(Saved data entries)
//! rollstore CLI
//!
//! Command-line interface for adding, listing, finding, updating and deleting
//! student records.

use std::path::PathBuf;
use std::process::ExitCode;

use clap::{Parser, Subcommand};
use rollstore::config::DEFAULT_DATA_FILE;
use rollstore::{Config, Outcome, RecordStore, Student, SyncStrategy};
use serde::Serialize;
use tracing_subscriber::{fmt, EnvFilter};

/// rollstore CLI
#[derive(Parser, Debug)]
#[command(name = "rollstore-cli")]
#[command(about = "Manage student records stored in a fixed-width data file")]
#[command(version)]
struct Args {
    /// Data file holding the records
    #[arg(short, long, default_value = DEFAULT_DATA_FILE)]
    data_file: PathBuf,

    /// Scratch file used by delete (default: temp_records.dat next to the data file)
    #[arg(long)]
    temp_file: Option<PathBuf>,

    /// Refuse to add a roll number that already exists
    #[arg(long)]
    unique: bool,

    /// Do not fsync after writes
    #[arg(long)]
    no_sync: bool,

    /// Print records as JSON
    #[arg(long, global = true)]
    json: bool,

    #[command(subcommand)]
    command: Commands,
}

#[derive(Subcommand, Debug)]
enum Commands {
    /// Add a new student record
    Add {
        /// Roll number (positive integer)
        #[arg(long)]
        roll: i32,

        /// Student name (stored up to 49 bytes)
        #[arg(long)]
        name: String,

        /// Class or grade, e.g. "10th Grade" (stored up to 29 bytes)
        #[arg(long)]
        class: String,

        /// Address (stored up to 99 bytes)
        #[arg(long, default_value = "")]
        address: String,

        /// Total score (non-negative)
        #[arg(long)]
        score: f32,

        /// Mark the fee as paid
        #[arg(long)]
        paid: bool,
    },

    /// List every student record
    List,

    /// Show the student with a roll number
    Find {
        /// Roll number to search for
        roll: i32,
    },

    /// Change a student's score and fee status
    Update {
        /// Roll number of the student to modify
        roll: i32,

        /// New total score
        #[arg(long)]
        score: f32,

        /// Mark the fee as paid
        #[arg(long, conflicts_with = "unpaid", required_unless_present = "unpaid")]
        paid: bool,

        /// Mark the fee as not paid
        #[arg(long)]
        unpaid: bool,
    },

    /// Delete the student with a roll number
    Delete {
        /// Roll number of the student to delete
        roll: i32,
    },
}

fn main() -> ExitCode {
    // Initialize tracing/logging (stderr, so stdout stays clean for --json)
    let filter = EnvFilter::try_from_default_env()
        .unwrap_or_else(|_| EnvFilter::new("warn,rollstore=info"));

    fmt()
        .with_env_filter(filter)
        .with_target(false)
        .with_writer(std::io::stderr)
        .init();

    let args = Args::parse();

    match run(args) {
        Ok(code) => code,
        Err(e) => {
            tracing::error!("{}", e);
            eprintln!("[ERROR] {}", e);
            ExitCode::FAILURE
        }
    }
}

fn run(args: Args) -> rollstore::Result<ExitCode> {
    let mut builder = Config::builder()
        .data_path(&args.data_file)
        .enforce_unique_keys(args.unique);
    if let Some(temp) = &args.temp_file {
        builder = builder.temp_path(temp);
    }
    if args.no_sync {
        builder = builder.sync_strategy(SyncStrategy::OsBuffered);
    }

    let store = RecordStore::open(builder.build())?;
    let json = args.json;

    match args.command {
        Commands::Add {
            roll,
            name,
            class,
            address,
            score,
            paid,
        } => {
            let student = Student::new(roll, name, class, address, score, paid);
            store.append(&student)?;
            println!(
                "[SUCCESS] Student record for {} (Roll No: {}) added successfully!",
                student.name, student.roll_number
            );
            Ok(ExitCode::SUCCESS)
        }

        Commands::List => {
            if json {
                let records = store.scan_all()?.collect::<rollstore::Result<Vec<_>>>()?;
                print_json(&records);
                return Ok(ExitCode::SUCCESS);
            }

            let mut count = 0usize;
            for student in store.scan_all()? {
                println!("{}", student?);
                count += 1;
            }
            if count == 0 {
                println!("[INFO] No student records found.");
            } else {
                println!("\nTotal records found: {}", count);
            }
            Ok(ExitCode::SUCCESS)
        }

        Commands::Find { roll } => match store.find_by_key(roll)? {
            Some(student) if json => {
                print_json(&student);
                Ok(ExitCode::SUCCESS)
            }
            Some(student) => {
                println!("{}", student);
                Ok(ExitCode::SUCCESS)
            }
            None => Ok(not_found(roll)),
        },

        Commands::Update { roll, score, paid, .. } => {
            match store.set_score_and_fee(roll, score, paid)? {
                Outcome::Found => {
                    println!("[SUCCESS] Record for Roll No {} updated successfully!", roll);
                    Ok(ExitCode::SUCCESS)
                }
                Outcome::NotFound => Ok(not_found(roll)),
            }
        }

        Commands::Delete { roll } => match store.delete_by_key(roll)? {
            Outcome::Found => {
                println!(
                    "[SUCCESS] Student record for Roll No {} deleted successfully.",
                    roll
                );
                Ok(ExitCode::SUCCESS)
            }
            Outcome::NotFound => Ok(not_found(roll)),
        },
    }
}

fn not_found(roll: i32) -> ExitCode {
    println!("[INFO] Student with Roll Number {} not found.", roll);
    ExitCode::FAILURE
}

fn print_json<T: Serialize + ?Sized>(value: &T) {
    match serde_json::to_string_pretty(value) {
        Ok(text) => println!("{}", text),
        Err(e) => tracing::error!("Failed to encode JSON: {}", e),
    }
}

---

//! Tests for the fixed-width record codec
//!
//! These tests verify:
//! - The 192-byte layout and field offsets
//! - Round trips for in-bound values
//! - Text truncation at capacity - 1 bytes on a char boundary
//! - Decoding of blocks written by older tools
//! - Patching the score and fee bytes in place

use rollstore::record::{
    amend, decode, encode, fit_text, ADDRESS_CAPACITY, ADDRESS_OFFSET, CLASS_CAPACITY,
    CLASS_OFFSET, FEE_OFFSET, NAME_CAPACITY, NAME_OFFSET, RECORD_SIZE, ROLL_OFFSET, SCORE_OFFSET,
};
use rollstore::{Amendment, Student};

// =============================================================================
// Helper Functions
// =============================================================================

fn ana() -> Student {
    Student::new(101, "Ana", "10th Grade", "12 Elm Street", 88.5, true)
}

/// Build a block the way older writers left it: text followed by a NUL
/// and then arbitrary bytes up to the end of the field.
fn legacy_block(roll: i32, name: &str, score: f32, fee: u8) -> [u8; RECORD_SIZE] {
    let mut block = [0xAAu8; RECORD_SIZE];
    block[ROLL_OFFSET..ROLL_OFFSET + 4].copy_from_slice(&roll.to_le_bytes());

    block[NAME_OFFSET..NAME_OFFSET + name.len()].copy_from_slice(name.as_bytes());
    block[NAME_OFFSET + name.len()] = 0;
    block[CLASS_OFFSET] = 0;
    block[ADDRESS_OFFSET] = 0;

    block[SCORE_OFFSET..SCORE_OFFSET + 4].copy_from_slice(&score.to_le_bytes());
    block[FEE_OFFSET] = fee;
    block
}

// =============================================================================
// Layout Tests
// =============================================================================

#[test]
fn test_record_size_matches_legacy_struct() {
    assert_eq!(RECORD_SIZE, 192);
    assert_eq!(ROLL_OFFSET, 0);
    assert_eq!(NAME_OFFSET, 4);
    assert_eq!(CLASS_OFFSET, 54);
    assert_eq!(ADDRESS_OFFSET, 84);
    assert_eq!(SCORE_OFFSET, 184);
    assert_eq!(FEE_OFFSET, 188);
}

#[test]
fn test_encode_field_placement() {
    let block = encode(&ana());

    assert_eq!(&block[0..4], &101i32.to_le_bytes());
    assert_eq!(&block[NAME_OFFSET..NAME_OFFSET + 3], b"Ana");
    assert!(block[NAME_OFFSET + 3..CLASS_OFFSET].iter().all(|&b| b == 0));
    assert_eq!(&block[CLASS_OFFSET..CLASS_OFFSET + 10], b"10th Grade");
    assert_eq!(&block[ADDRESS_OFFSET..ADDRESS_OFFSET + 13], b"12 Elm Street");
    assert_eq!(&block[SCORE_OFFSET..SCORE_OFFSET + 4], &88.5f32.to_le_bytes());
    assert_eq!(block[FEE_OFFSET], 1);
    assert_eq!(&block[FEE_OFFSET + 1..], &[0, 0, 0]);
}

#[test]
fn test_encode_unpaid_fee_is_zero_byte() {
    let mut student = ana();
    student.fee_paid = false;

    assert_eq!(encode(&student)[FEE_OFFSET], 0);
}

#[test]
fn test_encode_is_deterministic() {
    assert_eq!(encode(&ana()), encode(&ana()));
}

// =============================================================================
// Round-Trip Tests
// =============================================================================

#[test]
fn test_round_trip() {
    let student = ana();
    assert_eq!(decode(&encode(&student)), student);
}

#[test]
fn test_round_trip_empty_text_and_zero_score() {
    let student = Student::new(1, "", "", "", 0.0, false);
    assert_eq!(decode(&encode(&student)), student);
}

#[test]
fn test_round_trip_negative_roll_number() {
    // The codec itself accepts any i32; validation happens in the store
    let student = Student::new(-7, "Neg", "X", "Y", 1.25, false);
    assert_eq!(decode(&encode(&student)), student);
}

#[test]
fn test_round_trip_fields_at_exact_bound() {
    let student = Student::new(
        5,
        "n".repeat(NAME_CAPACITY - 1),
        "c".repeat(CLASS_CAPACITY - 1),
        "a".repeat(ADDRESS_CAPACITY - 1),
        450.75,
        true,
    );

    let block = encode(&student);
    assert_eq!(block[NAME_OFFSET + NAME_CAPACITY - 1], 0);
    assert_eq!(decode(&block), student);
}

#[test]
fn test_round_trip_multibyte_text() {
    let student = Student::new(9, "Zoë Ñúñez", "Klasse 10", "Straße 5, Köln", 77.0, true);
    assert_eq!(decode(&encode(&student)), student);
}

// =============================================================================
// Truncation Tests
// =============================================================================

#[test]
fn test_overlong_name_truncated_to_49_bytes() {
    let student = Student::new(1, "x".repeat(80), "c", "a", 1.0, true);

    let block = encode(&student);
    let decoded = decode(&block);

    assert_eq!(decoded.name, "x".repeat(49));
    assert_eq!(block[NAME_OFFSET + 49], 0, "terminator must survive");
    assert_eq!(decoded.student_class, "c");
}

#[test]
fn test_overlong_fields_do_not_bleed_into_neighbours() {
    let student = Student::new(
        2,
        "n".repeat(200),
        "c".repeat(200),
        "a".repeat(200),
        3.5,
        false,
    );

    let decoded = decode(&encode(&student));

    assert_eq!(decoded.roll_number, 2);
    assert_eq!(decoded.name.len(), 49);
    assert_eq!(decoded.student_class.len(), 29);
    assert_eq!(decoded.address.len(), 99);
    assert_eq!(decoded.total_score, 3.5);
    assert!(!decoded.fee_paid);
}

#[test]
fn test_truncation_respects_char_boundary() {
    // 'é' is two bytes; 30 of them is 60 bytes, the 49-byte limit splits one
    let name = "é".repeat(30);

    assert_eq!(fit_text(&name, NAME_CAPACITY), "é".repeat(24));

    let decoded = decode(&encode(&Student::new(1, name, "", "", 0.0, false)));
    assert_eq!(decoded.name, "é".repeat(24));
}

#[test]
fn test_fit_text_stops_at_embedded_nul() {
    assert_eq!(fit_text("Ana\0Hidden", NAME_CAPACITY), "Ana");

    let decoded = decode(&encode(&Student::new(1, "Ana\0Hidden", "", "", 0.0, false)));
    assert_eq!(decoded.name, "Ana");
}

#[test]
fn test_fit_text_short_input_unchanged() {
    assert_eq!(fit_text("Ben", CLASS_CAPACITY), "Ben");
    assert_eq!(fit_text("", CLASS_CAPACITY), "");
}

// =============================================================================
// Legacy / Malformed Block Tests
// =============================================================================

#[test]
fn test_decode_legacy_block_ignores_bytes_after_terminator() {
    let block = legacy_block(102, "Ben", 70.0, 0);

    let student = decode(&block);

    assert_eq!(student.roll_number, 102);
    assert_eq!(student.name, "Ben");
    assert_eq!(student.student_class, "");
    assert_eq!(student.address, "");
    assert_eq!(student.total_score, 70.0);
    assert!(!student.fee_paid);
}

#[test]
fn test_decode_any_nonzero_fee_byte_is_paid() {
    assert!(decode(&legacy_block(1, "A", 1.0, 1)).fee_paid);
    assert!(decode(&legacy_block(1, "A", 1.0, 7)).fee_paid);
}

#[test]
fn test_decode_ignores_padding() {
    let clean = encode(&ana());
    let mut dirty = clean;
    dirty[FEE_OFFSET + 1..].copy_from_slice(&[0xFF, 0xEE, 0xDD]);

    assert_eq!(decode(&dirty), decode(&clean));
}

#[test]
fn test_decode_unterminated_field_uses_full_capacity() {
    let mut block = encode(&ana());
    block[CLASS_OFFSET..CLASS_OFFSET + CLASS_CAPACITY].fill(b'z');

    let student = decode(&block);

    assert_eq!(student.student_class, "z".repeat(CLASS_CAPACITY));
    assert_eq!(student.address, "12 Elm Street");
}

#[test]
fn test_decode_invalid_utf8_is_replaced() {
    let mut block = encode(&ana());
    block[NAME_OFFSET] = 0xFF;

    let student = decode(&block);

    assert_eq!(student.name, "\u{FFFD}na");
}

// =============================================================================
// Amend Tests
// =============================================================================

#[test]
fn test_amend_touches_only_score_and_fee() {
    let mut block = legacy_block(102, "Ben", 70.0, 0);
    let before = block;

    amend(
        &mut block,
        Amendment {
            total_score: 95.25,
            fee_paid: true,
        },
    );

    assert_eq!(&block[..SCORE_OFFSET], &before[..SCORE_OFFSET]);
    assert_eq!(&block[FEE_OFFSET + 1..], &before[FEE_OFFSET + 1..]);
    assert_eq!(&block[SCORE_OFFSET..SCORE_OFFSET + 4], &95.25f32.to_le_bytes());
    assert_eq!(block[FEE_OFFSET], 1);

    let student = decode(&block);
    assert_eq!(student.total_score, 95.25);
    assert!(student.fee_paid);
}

---

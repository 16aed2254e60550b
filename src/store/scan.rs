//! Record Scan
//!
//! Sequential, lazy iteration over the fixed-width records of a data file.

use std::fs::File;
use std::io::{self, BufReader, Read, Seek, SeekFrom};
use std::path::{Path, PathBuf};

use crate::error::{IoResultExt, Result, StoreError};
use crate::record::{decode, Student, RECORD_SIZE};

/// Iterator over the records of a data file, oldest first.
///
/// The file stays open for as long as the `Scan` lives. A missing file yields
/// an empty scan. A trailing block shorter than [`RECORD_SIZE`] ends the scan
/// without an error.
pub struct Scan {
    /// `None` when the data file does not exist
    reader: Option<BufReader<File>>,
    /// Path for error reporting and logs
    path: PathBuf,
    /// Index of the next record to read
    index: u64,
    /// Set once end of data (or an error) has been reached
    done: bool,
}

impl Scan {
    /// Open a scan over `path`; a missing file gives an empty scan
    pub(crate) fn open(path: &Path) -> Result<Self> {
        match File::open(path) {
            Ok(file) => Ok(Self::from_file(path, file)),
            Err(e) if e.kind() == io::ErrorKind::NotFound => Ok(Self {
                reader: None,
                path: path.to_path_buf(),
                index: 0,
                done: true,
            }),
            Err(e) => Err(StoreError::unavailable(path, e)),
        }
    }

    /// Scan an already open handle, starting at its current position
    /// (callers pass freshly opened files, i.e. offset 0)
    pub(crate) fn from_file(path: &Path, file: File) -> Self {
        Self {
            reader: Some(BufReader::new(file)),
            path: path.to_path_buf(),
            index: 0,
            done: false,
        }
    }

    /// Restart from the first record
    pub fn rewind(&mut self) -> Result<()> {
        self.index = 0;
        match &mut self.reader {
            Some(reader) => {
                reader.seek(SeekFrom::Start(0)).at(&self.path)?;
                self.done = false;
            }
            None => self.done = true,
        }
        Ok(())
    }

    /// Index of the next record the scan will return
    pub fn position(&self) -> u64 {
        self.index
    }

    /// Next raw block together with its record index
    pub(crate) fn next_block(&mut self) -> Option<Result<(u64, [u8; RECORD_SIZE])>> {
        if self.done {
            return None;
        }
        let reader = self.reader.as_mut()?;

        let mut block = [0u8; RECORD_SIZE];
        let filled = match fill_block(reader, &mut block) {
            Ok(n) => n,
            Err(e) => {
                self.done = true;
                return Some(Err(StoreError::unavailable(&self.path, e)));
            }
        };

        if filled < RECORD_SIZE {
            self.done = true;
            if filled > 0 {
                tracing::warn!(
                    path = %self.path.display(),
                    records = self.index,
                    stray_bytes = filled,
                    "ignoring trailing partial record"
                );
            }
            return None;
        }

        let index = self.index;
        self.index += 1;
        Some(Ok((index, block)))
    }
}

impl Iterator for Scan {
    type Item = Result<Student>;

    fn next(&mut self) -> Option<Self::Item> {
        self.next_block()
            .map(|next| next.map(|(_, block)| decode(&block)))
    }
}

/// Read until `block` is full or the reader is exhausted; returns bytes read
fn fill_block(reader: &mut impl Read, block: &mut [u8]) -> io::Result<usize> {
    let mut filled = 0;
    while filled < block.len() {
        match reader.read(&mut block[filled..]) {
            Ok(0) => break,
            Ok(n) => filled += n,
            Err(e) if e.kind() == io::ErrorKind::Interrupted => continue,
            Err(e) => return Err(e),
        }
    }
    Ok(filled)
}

**PROBLEM TO SOLVE:** Using only the data above, copy out the lines that include the word "Debug".

**SOLUTION BELOW:**
#[derive(Parser, Debug)]
#[derive(Subcommand, Debug)]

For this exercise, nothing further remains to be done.